_Stored data entries_:

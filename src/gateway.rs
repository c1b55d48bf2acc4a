// Copyright 2025 coScene
//
// Licensed under the Apache License, Version 2.0 (the "License");
// you may not use this file except in compliance with the License.
// You may obtain a copy of the License at
//
//     http://www.apache.org/licenses/LICENSE-2.0
//
// Unless required by applicable law or agreed to in writing, software
// distributed under the License is distributed on an "AS IS" BASIS,
// WITHOUT WARRANTIES OR CONDITIONS OF ANY KIND, either express or implied.
// See the License for the specific language governing permissions and
// limitations under the License.

// Ingestion gateway
//
// Validates raw captures and commits them in two steps: durable store
// write, then index insert. The store is the source of truth; a record
// whose index insert exhausts its retries is queued for repair and is in
// any case re-indexed by log replay on the next start.

use crossbeam::queue::SegQueue;
use std::sync::atomic::{AtomicBool, AtomicUsize, Ordering};
use std::sync::Arc;
use std::time::Duration;
use tokio::time::sleep;
use tracing::{debug, error, info, warn};

use crate::config::IngestConfig;
use crate::error::{Rejection, Result, StoreError};
use crate::index::IntervalIndex;
use crate::record::{CaptureRecord, IndexEntry, RawCapture, RecordId};
use crate::storage::RecordStore;

/// A stored record that is missing from the index
#[derive(Debug, Clone)]
pub struct RepairTask {
    pub entry: IndexEntry,
    pub attempts: u32,
    pub reason: String,
}

/// Result of one pass over the repair queue
#[derive(Debug, Clone, Copy, Default, PartialEq, Eq)]
pub struct RepairReport {
    pub repaired: usize,
    pub requeued: usize,
}

/// Decrements the in-flight counter when a submission finishes, however it ends
struct InFlight<'a>(&'a AtomicUsize);

impl<'a> InFlight<'a> {
    fn enter(counter: &'a AtomicUsize) -> Self {
        counter.fetch_add(1, Ordering::SeqCst);
        Self(counter)
    }
}

impl Drop for InFlight<'_> {
    fn drop(&mut self) {
        self.0.fetch_sub(1, Ordering::SeqCst);
    }
}

pub struct IngestionGateway {
    store: Arc<dyn RecordStore>,
    index: Arc<IntervalIndex>,
    config: IngestConfig,
    accepting: AtomicBool,
    in_flight: AtomicUsize,
    repairs: SegQueue<RepairTask>,
}

impl IngestionGateway {
    pub fn new(
        store: Arc<dyn RecordStore>,
        index: Arc<IntervalIndex>,
        config: IngestConfig,
    ) -> Self {
        Self {
            store,
            index,
            config,
            accepting: AtomicBool::new(true),
            in_flight: AtomicUsize::new(0),
            repairs: SegQueue::new(),
        }
    }

    /// Check a capture without touching store or index
    pub fn validate(
        &self,
        sensor_id: &str,
        raw: &RawCapture,
    ) -> std::result::Result<(), Rejection> {
        if sensor_id.trim().is_empty() {
            return Err(Rejection::EmptySensorId);
        }
        let range = raw.time_range();
        if !range.is_valid() {
            return Err(Rejection::InvalidTimeRange {
                start: range.start,
                end: range.end,
            });
        }
        if raw.payload.len() > self.config.max_payload_bytes {
            return Err(Rejection::PayloadTooLarge {
                size: raw.payload.len(),
                limit: self.config.max_payload_bytes,
            });
        }
        if let Some(location) = &raw.location {
            if !location.is_valid() {
                return Err(Rejection::InvalidLocation {
                    detail: format!(
                        "[{}, {}] x [{}, {}] is not a finite box with min <= max",
                        location.min_lon, location.max_lon, location.min_lat, location.max_lat
                    ),
                });
            }
        }
        Ok(())
    }

    /// Validate, store and index one capture.
    ///
    /// Returns the assigned id once the record is durable and queryable.
    /// `IndexInconsistency` means the record is durable but not yet
    /// queryable; it has been queued for repair.
    pub async fn submit(&self, sensor_id: &str, raw: RawCapture) -> Result<RecordId> {
        let _in_flight = InFlight::enter(&self.in_flight);
        if !self.accepting.load(Ordering::SeqCst) {
            return Err(Rejection::ShuttingDown.into());
        }

        if let Err(rejection) = self.validate(sensor_id, &raw) {
            debug!("Rejected capture from '{}': {}", sensor_id, rejection);
            return Err(rejection.into());
        }

        let record = CaptureRecord {
            id: self.store.allocate_id(),
            sensor_id: sensor_id.to_string(),
            time_range: raw.time_range(),
            location: raw.location,
            payload: raw.payload,
        };
        let entry = record.index_entry();

        let id = self
            .store
            .put_with_retry(record, self.config.store_retries, self.config.retry_backoff())
            .await?;

        self.index_with_retry(entry).await?;
        debug!("Committed record {} from '{}' at {}", id, sensor_id, entry.time_range);
        Ok(id)
    }

    async fn index_with_retry(&self, entry: IndexEntry) -> Result<()> {
        let mut attempt = 0;
        let mut delay = self.config.retry_backoff();

        loop {
            match self.index.insert_entry(entry) {
                Ok(_) => return Ok(()),
                Err(e) if attempt < self.config.index_retries => {
                    warn!(
                        "Index insert for record {} failed (attempt {}/{}): {}. Retrying in {:?}",
                        entry.record_id,
                        attempt + 1,
                        self.config.index_retries,
                        e,
                        delay
                    );
                    sleep(delay).await;
                    delay = (delay * 2).min(Duration::from_secs(30));
                    attempt += 1;
                }
                Err(e) => {
                    let attempts = attempt + 1;
                    error!(
                        "Record {} stored but unindexed after {} attempts: {}; queued for repair",
                        entry.record_id, attempts, e
                    );
                    self.repairs.push(RepairTask {
                        entry,
                        attempts,
                        reason: e.to_string(),
                    });
                    return Err(StoreError::IndexInconsistency {
                        id: entry.record_id,
                        attempts,
                        reason: e.to_string(),
                    });
                }
            }
        }
    }

    /// Re-index every queued record from its stored copy. Tasks that still
    /// fail go back on the queue.
    pub async fn repair(&self) -> RepairReport {
        let mut report = RepairReport::default();
        let mut retry = Vec::new();

        while let Some(mut task) = self.repairs.pop() {
            let entry = match self.store.get(task.entry.record_id).await {
                Ok(record) => record.index_entry(),
                Err(e) => {
                    warn!("Repair could not read record {}: {}", task.entry.record_id, e);
                    task.attempts += 1;
                    task.reason = e.to_string();
                    retry.push(task);
                    continue;
                }
            };
            match self.index.insert_entry(entry) {
                Ok(_) => {
                    info!("Repaired index entry for record {}", entry.record_id);
                    report.repaired += 1;
                }
                Err(e) => {
                    task.attempts += 1;
                    task.reason = e.to_string();
                    retry.push(task);
                }
            }
        }

        report.requeued = retry.len();
        for task in retry {
            self.repairs.push(task);
        }
        if report.requeued > 0 {
            warn!("{} index repairs still pending", report.requeued);
        }
        report
    }

    pub fn pending_repairs(&self) -> usize {
        self.repairs.len()
    }

    /// Refuse further submissions. Submissions already past the check finish.
    pub fn stop_accepting(&self) {
        self.accepting.store(false, Ordering::SeqCst);
    }

    pub fn resume_accepting(&self) {
        self.accepting.store(true, Ordering::SeqCst);
    }

    pub fn is_accepting(&self) -> bool {
        self.accepting.load(Ordering::SeqCst)
    }

    pub fn in_flight(&self) -> usize {
        self.in_flight.load(Ordering::SeqCst)
    }

    pub fn config(&self) -> &IngestConfig {
        &self.config
    }
}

_What you need to do_: Taking the entries as a whole, work out how many lines contain the string "sleep". Respond with only the number.

_Response for this exercise_: 2